Trapdoor data pipelines happen for a few reasons:

Prod is special: Code que funciona en local/desarrollo no es el mismo que funciona en producción
Data is bigger than memory: El código que funciona con datos pequeños no funciona igual con "big data"
Scaling is hard: El código que funciona en un solo nodo no es igual al que funciona en un entorno distribuido

No one wants to enter the endless loop of implementation, but this is a natural consequence of the way our systems are designed. Por ejemplo, aquí una historia de advertencia de data scientists en Microsoft:

Data scientists implemented a data cleaning module using pandas. They tested locally using a sample dataset, but later they had to scale it to a large dataset on Cosmos. They ended up rewriting their module using SCOPE, the query engine on Cosmos. The data scientists could have tried alternate engines like Dask to scale their programs, however, operationalizing new engines in a cloud environment is non-trivial and something which data scientists are not expert at.

Jindal et al 2021, Magpie: Python at Speed and Scale using Cloud Backends.

Trapdoor data pipelines create a lot of system debris:

Duplicated code because of the need to rewrite pipelines for different systems
Stale data because it is hard to keep current data flowing into the pipeline
Multiple (sometimes large) copies of data spread out across different systems because this is sometimes the easiest way to exchange data between systems that do not interoperate

2.2 Standards for language interoperability

We can all agree on one thing: we are not yet to the point where users feel like data systems were built for the people that need to use them. But faced with this uneven playing field, many organizations try to level the field by embarking on grand unification initiatives. These typically focus on either trying to:

Get everyone in the organization (yes, everyone) to unify around a single UI
Get everyone in the organization (again, everyone) to unify around a single SQL dialect

People look for ways to make complex problems easy rather than make it easy to work on complex problems...Asking how we can support our teams who NEED the time and space to work through that, it's often a much more tractable lever than trying to change the inherent nature of the work.

Dr. Cat Hicks, VP of Research Insights @Pluralsight Flow

These are lofty initiatives, but they share the same fundamental design flaw: they both ask the system's users to make the inputs simpler for the system to handle, rather than tasking the system with making it simpler for users. There is a third way.

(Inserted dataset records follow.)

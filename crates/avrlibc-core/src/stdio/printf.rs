//! printf formatting engine.
//!
//! Parses `vfprintf` directives and renders typed arguments with the avr-libc
//! data model. Integer arguments are cut down to the width the length
//! modifier implies: 8 bits for `hh`, 32 bits for `l`, otherwise the 16-bit
//! `int`.
//!
//! Differences from a hosted libc that the conformance tables rely on:
//! a precision always disables zero fill, a zero value printed with
//! precision 0 still yields `0`, and `#o` only adds a leading zero when the
//! digits do not already start with one.
//!
//! Width and precision are held in a byte, as avr-libc's `vfprintf` does,
//! so both saturate at [`MAX_FIELD`].

use thiserror::Error;

use crate::pgmspace::{ProgMem, until_nul};

// ---------------------------------------------------------------------------
// Format spec types
// ---------------------------------------------------------------------------

/// Largest width or precision a directive can request.
pub const MAX_FIELD: usize = u8::MAX as usize;

/// Flags parsed from a printf format directive.
#[derive(Debug, Clone, Copy, Default, PartialEq, Eq)]
pub struct FormatFlags {
    pub left_justify: bool, // '-'
    pub force_sign: bool,   // '+'
    pub space_sign: bool,   // ' '
    pub alt_form: bool,     // '#'
    pub zero_pad: bool,     // '0'
}

#[derive(Debug, Clone, Copy, PartialEq, Eq)]
pub enum Width {
    None,
    Fixed(usize),
    FromArg, // '*'
}

#[derive(Debug, Clone, Copy, PartialEq, Eq)]
pub enum Precision {
    None,
    Fixed(usize),
    FromArg, // '.*'
}

/// Length modifier. avr-libc has no `ll`, `z`, `t`, `j` or `L`.
#[derive(Debug, Clone, Copy, PartialEq, Eq)]
pub enum LengthMod {
    None,
    Hh,
    H,
    L,
}

/// A parsed printf format specifier.
#[derive(Debug, Clone, PartialEq, Eq)]
pub struct FormatSpec {
    pub flags: FormatFlags,
    pub width: Width,
    pub precision: Precision,
    pub length: LengthMod,
    pub conversion: u8,
}

/// One variadic argument.
///
/// Integers are carried wide and truncated per directive, the way the
/// promoted C arguments would be read back by `va_arg`.
#[derive(Debug, Clone, Copy, PartialEq)]
pub enum Arg<'a> {
    Int(i64),
    Double(f64),
    Char(u8),
    /// A C string; rendering stops at the first NUL.
    Str(&'a [u8]),
    Ptr(u16),
}

/// A segment of a parsed format string.
#[derive(Debug, Clone)]
pub enum FormatSegment<'a> {
    Literal(&'a [u8]),
    /// `%%`
    Percent,
    Spec(FormatSpec),
}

xkcd comic 1285. To the left a group with three Cueballs, a Ponytail and Megan at the front which face another group with two Cueballs, a Ponytail and a black haired ponytail at the front. Each group has a placard. A Cueball in the left group has a cutlass and a Cueball in the right group has a spear as they are angrily facing off against each other. Off to the far right side stands a lone Cueball also with a placard. Left placard: Two spaces after a period Middle placard: One space after a period. Right placard: Line break after every sentence

Figure 02.07. Third Way. Source: xkcd.

The third way sidesteps programming language preferences, UI favorites, and SQL dialect restrictions altogether by adding a new intermediate language - one that is a special "machines only" language (meaning users do not learn it, use it, or touch it) sandwiched between the UI layer and the execution engine layer.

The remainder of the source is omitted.